A day in an avalanche dog’s life is never dull. It’s action from the moment they open their eyes and step on the crisp mountain snow. The mountain is imprinted into their DNA. These dogs go through special training and desensitization to make them immune to winter wonderland.
They’re here for the job, not for playing in the snow, thank you very much.
One of the first lessons a future avalanche dog must pass is not to run towards guests and skiers. Their trainers do know how cute and pawdorable these pups look, but they’re doing an important job. Don’t be that guest that will call them for cuddles.
Avalanche dogs ride ski lifts together with their trainers. They go on foot patrol and inspect within the boundaries of the Mt. Bachelor’s complex. And, of course, they train them for the worst case scenario, which is the avalanche.
Accidents happen on mountains. That’s inevitable. A huge percent of accidents on US mountains happen on ski trails. That’s why more and more ski centers are establishing avalanche dog patrols.
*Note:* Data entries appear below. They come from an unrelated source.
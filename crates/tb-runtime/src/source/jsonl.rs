use std::io::ErrorKind;
use std::path::PathBuf;

use async_trait::async_trait;
use orion_error::compat_prelude::*;
use orion_error::prelude::*;
use tokio::fs::File;
use tokio::io::{AsyncBufReadExt, AsyncRead, BufReader};

use tb_core::error::{CoreError, CoreReason, CoreResult};
use tb_core::source::{Offset, PartitionId, PartitionReader, SourceRecord};

/// Tails one newline-delimited JSON file. The offset of a record is its
/// zero-based line number.
///
/// The file is opened lazily, so a partition whose file does not exist yet
/// simply reports no data. A trailing line without a newline is held back
/// until the writer finishes it.
///
/// A read error never moves the position past a line that was not handed
/// out: lines read before the error are still returned, the error is
/// reported by the following poll, and the file is reopened at the
/// position after that.
pub struct JsonlPartitionReader {
    partition: PartitionId,
    path: PathBuf,
    file: Option<BufReader<Box<dyn AsyncRead + Send + Unpin>>>,
    /// Next offset handed out by `poll`.
    position: Offset,
    /// Line number of the next complete line the file cursor will yield.
    cursor: Offset,
    pending: Vec<u8>,
    deferred: Option<CoreError>,
}

impl JsonlPartitionReader {
    pub fn new(partition: PartitionId, path: PathBuf, start: Offset) -> Self {
        Self {
            partition,
            path,
            file: None,
            position: start.max(0),
            cursor: 0,
            pending: Vec::new(),
            deferred: None,
        }
    }

    /// Move the start position past every complete line currently in the
    /// file. Returns the new position.
    pub async fn seek_to_end(&mut self) -> CoreResult<Offset> {
        let lines = match tokio::fs::read(&self.path).await {
            Ok(bytes) => bytes.iter().filter(|b| **b == b'\n').count() as Offset,
            Err(e) if e.kind() == ErrorKind::NotFound => 0,
            Err(e) => return Err(e).owe(CoreReason::SourceRead),
        };
        self.position = self.position.max(lines);
        Ok(self.position)
    }

    async fn open(&mut self) -> CoreResult<bool> {
        if self.file.is_some() {
            return Ok(true);
        }
        match File::open(&self.path).await {
            Ok(f) => {
                self.file = Some(BufReader::new(Box::new(f)));
                Ok(true)
            }
            Err(e) if e.kind() == ErrorKind::NotFound => Ok(false),
            Err(e) => Err(e).owe(CoreReason::SourceRead),
        }
    }

    /// Drop the open file so the next poll rereads from the top and skips
    /// to `position`.
    fn reset(&mut self) {
        self.file = None;
        self.cursor = 0;
        self.pending.clear();
    }
}

fn trim_line(line: &[u8]) -> &[u8] {
    let line = line.strip_suffix(b"\n").unwrap_or(line);
    line.strip_suffix(b"\r").unwrap_or(line)
}

#[async_trait]
impl PartitionReader for JsonlPartitionReader {
    fn partition(&self) -> PartitionId {
        self.partition
    }

    fn position(&self) -> Offset {
        self.position
    }

    async fn poll(&mut self, max: usize) -> CoreResult<Vec<SourceRecord>> {
        if let Some(err) = self.deferred.take() {
            return Err(err);
        }
        if !self.open().await? {
            return Ok(Vec::new());
        }
        let mut batch = Vec::new();
        while batch.len() < max {
            let Some(file) = self.file.as_mut() else {
                break;
            };
            let n = match file.read_until(b'\n', &mut self.pending).await {
                Ok(n) => n,
                Err(e) => {
                    self.reset();
                    let err = StructError::from(CoreReason::SourceRead)
                        .with_detail(format!("{}: {e}", self.path.display()));
                    if batch.is_empty() {
                        return Err(err);
                    }
                    self.deferred = Some(err);
                    break;
                }
            };
            if n == 0 || self.pending.last() != Some(&b'\n') {
                // EOF, possibly mid-line; the partial bytes stay in `pending`.
                break;
            }
            let offset = self.cursor;
            self.cursor += 1;
            if offset >= self.position {
                let payload = trim_line(&self.pending);
                if !payload.iter().all(u8::is_ascii_whitespace) {
                    batch.push(SourceRecord {
                        partition: self.partition,
                        offset,
                        payload: payload.to_vec(),
                    });
                }
                self.position = offset + 1;
            }
            self.pending.clear();
        }
        Ok(batch)
    }
}
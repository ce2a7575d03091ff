/// Deterministic `group_key → shard` mapping.
///
/// Uses a fixed splitmix64 finalizer rather than `std::hash`, whose output
/// may differ between builds, so the same key lands on the same shard after
/// a restart.
#[derive(Debug, Clone, Copy)]
pub struct KeyRouter {
    shards: usize,
}

impl KeyRouter {
    pub fn new(shards: usize) -> Self {
        Self {
            shards: shards.max(1),
        }
    }

    pub fn shard_for(&self, group_key: i64) -> usize {
        (mix64(group_key) % self.shards as u64) as usize
    }
}

pub fn mix64(key: i64) -> u64 {
    let mut z = (key as u64).wrapping_add(0x9E37_79B9_7F4A_7C15);
    z = (z ^ (z >> 30)).wrapping_mul(0xBF58_476D_1CE4_E5B9);
    z = (z ^ (z >> 27)).wrapping_mul(0x94D0_49BB_1331_11EB);
    z ^ (z >> 31)
}
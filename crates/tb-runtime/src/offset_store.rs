use std::io::ErrorKind;
use std::path::{Path, PathBuf};

use async_trait::async_trait;
use tokio::io::AsyncWriteExt;

use tb_core::commit::{Checkpoint, CommitError, OffsetStore};

/// Keeps one JSON checkpoint per consumer group under a directory:
/// `<dir>/<group>.json`.
///
/// Saves write a temporary file, sync it, then rename it over the old
/// checkpoint, so a crash leaves either the previous or the new checkpoint.
pub struct FileOffsetStore {
    dir: PathBuf,
}

impl FileOffsetStore {
    pub fn new(dir: impl Into<PathBuf>) -> Self {
        Self { dir: dir.into() }
    }

    pub fn dir(&self) -> &Path {
        &self.dir
    }

    fn path_for(&self, consumer_group: &str) -> PathBuf {
        self.dir.join(format!("{consumer_group}.json"))
    }
}

fn unavailable(what: &str, path: &Path, e: std::io::Error) -> CommitError {
    CommitError::Unavailable(format!("{what} {}: {e}", path.display()))
}

#[async_trait]
impl OffsetStore for FileOffsetStore {
    async fn load(&self, consumer_group: &str) -> Result<Option<Checkpoint>, CommitError> {
        let path = self.path_for(consumer_group);
        let bytes = match tokio::fs::read(&path).await {
            Ok(bytes) => bytes,
            Err(e) if e.kind() == ErrorKind::NotFound => return Ok(None),
            Err(e) => return Err(unavailable("read", &path, e)),
        };
        let checkpoint: Checkpoint = serde_json::from_slice(&bytes)
            .map_err(|e| CommitError::Corrupt(format!("{}: {e}", path.display())))?;
        if checkpoint.consumer_group != consumer_group {
            return Err(CommitError::Corrupt(format!(
                "{} belongs to group {:?}",
                path.display(),
                checkpoint.consumer_group
            )));
        }
        Ok(Some(checkpoint))
    }

    async fn save(&self, checkpoint: &Checkpoint) -> Result<(), CommitError> {
        tokio::fs::create_dir_all(&self.dir)
            .await
            .map_err(|e| unavailable("create", &self.dir, e))?;
        let path = self.path_for(&checkpoint.consumer_group);
        let tmp = path.with_extension("json.tmp");
        let body = serde_json::to_vec_pretty(checkpoint)
            .map_err(|e| CommitError::Corrupt(e.to_string()))?;

        let mut file = tokio::fs::File::create(&tmp)
            .await
            .map_err(|e| unavailable("create", &tmp, e))?;
        file.write_all(&body)
            .await
            .map_err(|e| unavailable("write", &tmp, e))?;
        file.sync_all()
            .await
            .map_err(|e| unavailable("sync", &tmp, e))?;
        drop(file);

        tokio::fs::rename(&tmp, &path)
            .await
            .map_err(|e| unavailable("rename", &path, e))
    }
}

#[cfg(test)]
mod tests {
    use std::collections::BTreeSet;

    use tb_core::commit::{CommitRecord, FinalizedId};
    use tb_core::window::WindowKey;

    use super::*;

    fn sample(group: &str) -> Checkpoint {
        let mut cp = Checkpoint::new(group);
        let mut finalized = BTreeSet::new();
        finalized.insert(FinalizedId {
            window: WindowKey {
                group_key: 42,
                window_start: 0,
                window_end: 60_000_000_000,
            },
            last_offset: 7,
        });
        cp.records.insert(
            1,
            CommitRecord {
                partition: 1,
                offset: 5,
                max_event_time: Some(61_000_000_000),
                finalized_window_ids: finalized,
            },
        );
        cp
    }

    #[tokio::test]
    async fn missing_checkpoint_is_none() {
        let dir = tempfile::tempdir().unwrap();
        let store = FileOffsetStore::new(dir.path());
        assert_eq!(store.load("demo-group-1").await.unwrap(), None);
    }

    #[tokio::test]
    async fn save_then_load() {
        let dir = tempfile::tempdir().unwrap();
        let store = FileOffsetStore::new(dir.path().join("nested"));
        let cp = sample("demo-group-1");
        store.save(&cp).await.unwrap();
        assert_eq!(store.load("demo-group-1").await.unwrap(), Some(cp.clone()));
        assert!(!store.dir().join("demo-group-1.json.tmp").exists());

        // groups are independent
        assert_eq!(store.load("demo-group-2").await.unwrap(), None);
    }

    #[tokio::test]
    async fn garbage_is_corrupt() {
        let dir = tempfile::tempdir().unwrap();
        std::fs::write(dir.path().join("g.json"), b"{not json").unwrap();
        let store = FileOffsetStore::new(dir.path());
        assert!(matches!(
            store.load("g").await,
            Err(CommitError::Corrupt(_))
        ));
    }

    #[tokio::test]
    async fn mismatched_group_is_corrupt() {
        let dir = tempfile::tempdir().unwrap();
        let store = FileOffsetStore::new(dir.path());
        store.save(&sample("a")).await.unwrap();
        std::fs::rename(dir.path().join("a.json"), dir.path().join("b.json")).unwrap();
        assert!(matches!(
            store.load("b").await,
            Err(CommitError::Corrupt(_))
        ));
    }
}
impl GroupMetrics {
    fn new(shards: usize) -> Self {
        let gauges = || -> Vec<AtomicU64> { (0..shards).map(|_| AtomicU64::new(0)).collect() };
        Self {
            records_read: AtomicU64::new(0),
            parse_errors: AtomicU64::new(0),
            read_errors: AtomicU64::new(0),
            events_folded: AtomicU64::new(0),
            late_dropped: AtomicU64::new(0),
            replay_skipped: AtomicU64::new(0),
            windows_closed: AtomicU64::new(0),
            windows_written: AtomicU64::new(0),
            windows_suppressed: AtomicU64::new(0),
            windows_expired: AtomicU64::new(0),
            sink_retries: AtomicU64::new(0),
            dead_lettered: AtomicU64::new(0),
            commits: AtomicU64::new(0),
            commit_failures: AtomicU64::new(0),
            open_windows: gauges(),
            pending_windows: gauges(),
            sink_write_seconds: Histogram::with_bounds(WRITE_BUCKETS_SECONDS),
        }
    }

    pub fn add_records_read(&self, n: usize) {
        add(&self.records_read, n as u64);
    }

    pub fn inc_parse_error(&self) {
        add(&self.parse_errors, 1);
    }

    pub fn inc_read_error(&self) {
        add(&self.read_errors, 1);
    }

    pub fn inc_folded(&self) {
        add(&self.events_folded, 1);
    }

    pub fn inc_late_dropped(&self) {
        add(&self.late_dropped, 1);
    }

    pub fn inc_replay_skipped(&self) {
        add(&self.replay_skipped, 1);
    }

    pub fn inc_commit(&self) {
        add(&self.commits, 1);
    }

    pub fn inc_commit_failure(&self) {
        add(&self.commit_failures, 1);
    }

    pub fn add_sweep(&self, report: &SweepReport) {
        add(&self.windows_closed, report.closed as u64);
        add(&self.windows_written, report.written as u64);
        add(&self.windows_suppressed, report.suppressed as u64);
        add(&self.windows_expired, report.expired as u64);
        add(&self.dead_lettered, report.dead_lettered as u64);
        add(&self.sink_retries, report.retries);
        for elapsed in &report.write_latencies {
            self.sink_write_seconds.observe(*elapsed);
        }
    }

    pub fn set_shard_windows(&self, shard: usize, open: usize, pending: usize) {
        if let Some(g) = self.open_windows.get(shard) {
            g.store(open as u64, Ordering::Relaxed);
        }
        if let Some(g) = self.pending_windows.get(shard) {
            g.store(pending as u64, Ordering::Relaxed);
        }
    }

    pub fn records_read(&self) -> u64 {
        load(&self.records_read)
    }

    pub fn parse_errors(&self) -> u64 {
        load(&self.parse_errors)
    }

    pub fn late_dropped(&self) -> u64 {
        load(&self.late_dropped)
    }

    pub fn replay_skipped(&self) -> u64 {
        load(&self.replay_skipped)
    }

    pub fn windows_written(&self) -> u64 {
        load(&self.windows_written)
    }

    pub fn windows_suppressed(&self) -> u64 {
        load(&self.windows_suppressed)
    }

    pub fn windows_expired(&self) -> u64 {
        load(&self.windows_expired)
    }

    pub fn commits(&self) -> u64 {
        load(&self.commits)
    }

    fn counters(&self) -> [(&'static str, u64); 14] {
        [
            ("tb_records_read_total", load(&self.records_read)),
            ("tb_parse_errors_total", load(&self.parse_errors)),
            ("tb_read_errors_total", load(&self.read_errors)),
            ("tb_events_folded_total", load(&self.events_folded)),
            ("tb_late_dropped_total", load(&self.late_dropped)),
            ("tb_replay_skipped_total", load(&self.replay_skipped)),
            ("tb_windows_closed_total", load(&self.windows_closed)),
            ("tb_windows_written_total", load(&self.windows_written)),
            ("tb_windows_suppressed_total", load(&self.windows_suppressed)),
            ("tb_windows_expired_total", load(&self.windows_expired)),
            ("tb_sink_retries_total", load(&self.sink_retries)),
            ("tb_dead_lettered_total", load(&self.dead_lettered)),
            ("tb_commits_total", load(&self.commits)),
            ("tb_commit_failures_total", load(&self.commit_failures)),
        ]
    }

    fn open_gauges(&self) -> &[AtomicU64] {
        &self.open_windows
    }

    fn pending_gauges(&self) -> &[AtomicU64] {
        &self.pending_windows
    }

    fn open_total(&self) -> u64 {
        self.open_windows.iter().map(load).sum()
    }
}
Humans are hopeless against nature’s cruel conditions. But, with a little help from our canine buddies, we can tackle any issue with a pawsitive outcome.
The Importance Of Training
A successful career of an avy dog is not measured by the number of avalanches he goes through. The only successful career is the one without any accidents involved. The ideal scenario would be to go through training, drills, snow patrol, just for fun and precaution.
Still, these dogs need to be prepared for anything. Their training doesn’t start abruptly. Young puppies are introduced to snow and everything that comes with it from their early days. This includes playing all kinds of games in the snow, building real snow caves, and associating them with something pawsitive.
Every beginner avy dog starts by going inside a small snow cave, playing with his or her trainer there, and getting used to the fact there’s nothing wrong with being there. Picking up a scent and digging through the snow to reach it comes later.
Of course, everything is done using lots and lots of encouragement and positive reinforcement.Once the dog reaches the victim he will get praises and his favorite game of tug to play with the trainer.
These dogs need to be rewarded for their extra hard work, and they sure are getting plenty of praises.
The importance of avalanche dogs at Mount Bachelor should not be underestimated. Ever. These brave souls dressed up in canine coats are the ones you’ll be desperately looking for if something goes wrong and you end up lost.
That one loud bark saves lives. Those paws will dig deep through ice and snow no matter your age, gender, or color.
At the end of the day, when you’re tired of hopping down the slopes, trusted avalanche buddies will stay on the trails, making sure nobody gets left behind.